Portanto, mais do que um exercício para a nossa curiosidade,
descobrir os caminhos tortuosos pelos quais a memória se
forma, e se mantém, parece ser uma oportunidade única
de prolongar a individualidade humana frente às várias
doenças neurodegenerativas que surgiram com o aumento da
expectativa de vida da população, como o mal de Alzheimer.
Mas,
afinal, por quais mecanismos formamos a memória?
Na
verdade, há evidências de que formamos memória
por mais de um mecanismo bioquímico, dependendo do tipo da
memória formada. Há evidências, também,
de que os mecanismos pelos quais formamos a memória de um
fato (aprendemos), são diferentes dos mecanismos pelos quais
a evocamos (lembramos deste fato). Conseqüentemente, teremos
que classificar os tipos de memória, brevemente, e tecer
algumas considerações sobre algumas estruturas cerebrais
envolvidas na formação da memória.
A
memória pode ser classificada quanto a diferentes aspectos,
como o seu conteúdo e o tempo de sua duração.
Quanto
ao seu conteúdo, as memórias podem ser classificadas
como "declarativas", que são aquelas que conseguimos
verbalizar, como um fato; ou "de procedimento", que são
aquelas memórias que não conseguimos verbalizar. Na
segunda categoria (memória "de procedimento") incluem-se
atividades motoras complexas, como dirigir um automóvel,
tocar piano, andar de bicicleta, etc... O aprendizado e a formação
desses dois tipos de memória dependem basicamente de estruturas
cerebrais diferentes. As memórias de procedimento são
menos estudadas, porque parecem ser menos suscetíveis ao
esquecimento. Assim, pacientes com dificuldade de lembrar fatos
podem, com freqüência, não ter dificuldade para
dirigir um carro ou andar de bicicleta.
As
memórias declarativas, por outro lado, são bastante
estudadas e são classificadas quanto ao seu tempo de duração
como imediata, de curta e de longa duração.
A
memória imediata pode ser ilustrada como a memória
de um número de telefone que consultamos na lista telefônica,
e que geralmente esquecemos logo após tê-lo digitado.

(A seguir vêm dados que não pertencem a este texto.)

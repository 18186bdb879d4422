//! Infrastructure implementation of the `CommandRunner` port.
//!
//! `TokioCommandRunner` is the production implementation that uses tokio
//! for async process execution with guaranteed timeout and kill on all platforms.

use std::process::{Output, Stdio};
use std::time::Duration;

use anyhow::{Context, Result};
use tokio::io::{AsyncRead, AsyncReadExt};

use crate::application::ports::CommandRunner;

/// Default timeout for short docker CLI calls (inspect, create, start, rm).
pub const DEFAULT_CMD_TIMEOUT: Duration = Duration::from_secs(60);

/// Production `CommandRunner` with a per-call timeout.
///
/// `tokio::time::timeout` around `.output().await` drops the future without
/// killing the child on every platform, so the child is killed explicitly
/// from a `tokio::select!` arm.
pub struct TokioCommandRunner {
    timeout: Duration,
}

impl TokioCommandRunner {
    #[must_use]
    pub fn new(timeout: Duration) -> Self {
        Self { timeout }
    }
}

impl CommandRunner for TokioCommandRunner {
    async fn run(&self, program: &str, args: &[&str]) -> Result<Output> {
        self.run_with_timeout(program, args, self.timeout).await
    }

    async fn run_with_timeout(
        &self,
        program: &str,
        args: &[&str],
        timeout: Duration,
    ) -> Result<Output> {
        tracing::debug!(program, ?args, timeout_secs = timeout.as_secs(), "running command");
        let mut child = tokio::process::Command::new(program)
            .args(args)
            .stdout(Stdio::piped())
            .stderr(Stdio::piped())
            .kill_on_drop(true)
            .spawn()
            .with_context(|| format!("failed to spawn {program}"))?;

        let stdout = child.stdout.take();
        let stderr = child.stderr.take();

        tokio::select! {
            (status, stdout, stderr) = async {
                tokio::join!(child.wait(), drain(stdout), drain(stderr))
            } => {
                let status = status.with_context(|| format!("waiting for {program}"))?;
                tracing::debug!(program, %status, "command finished");
                Ok(Output { status, stdout, stderr })
            }
            () = tokio::time::sleep(timeout) => {
                tracing::warn!(program, ?args, "command timed out, killing");
                let _ = child.kill().await;
                anyhow::bail!("{program} {} timed out after {}s", args.join(" "), timeout.as_secs())
            }
        }
    }
}

/// Read a captured pipe to the end. Read errors truncate the output.
async fn drain<R: AsyncRead + Unpin>(pipe: Option<R>) -> Vec<u8> {
    let mut buf = Vec::new();
    if let Some(mut pipe) = pipe {
        let _ = pipe.read_to_end(&mut buf).await;
    }
    buf
}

Este tipo de memória não deixa "traços",
ou seja, não forma "arquivos"; e parece depender
da atividade elétrica de células de uma região
cerebral denominada córtex pré-frontal. Pelo fato
da memória imediata não deixar traços é
que, antes do aparecimento da tecla de "re-discar" nos
aparelhos de telefone, tínhamos que consultar a lista telefônica
tantas vezes...
As
memórias de curta duração (que duram poucas
horas) e as memórias de longa duração (que
duram meses, ou anos), por outro lado, formam "traço"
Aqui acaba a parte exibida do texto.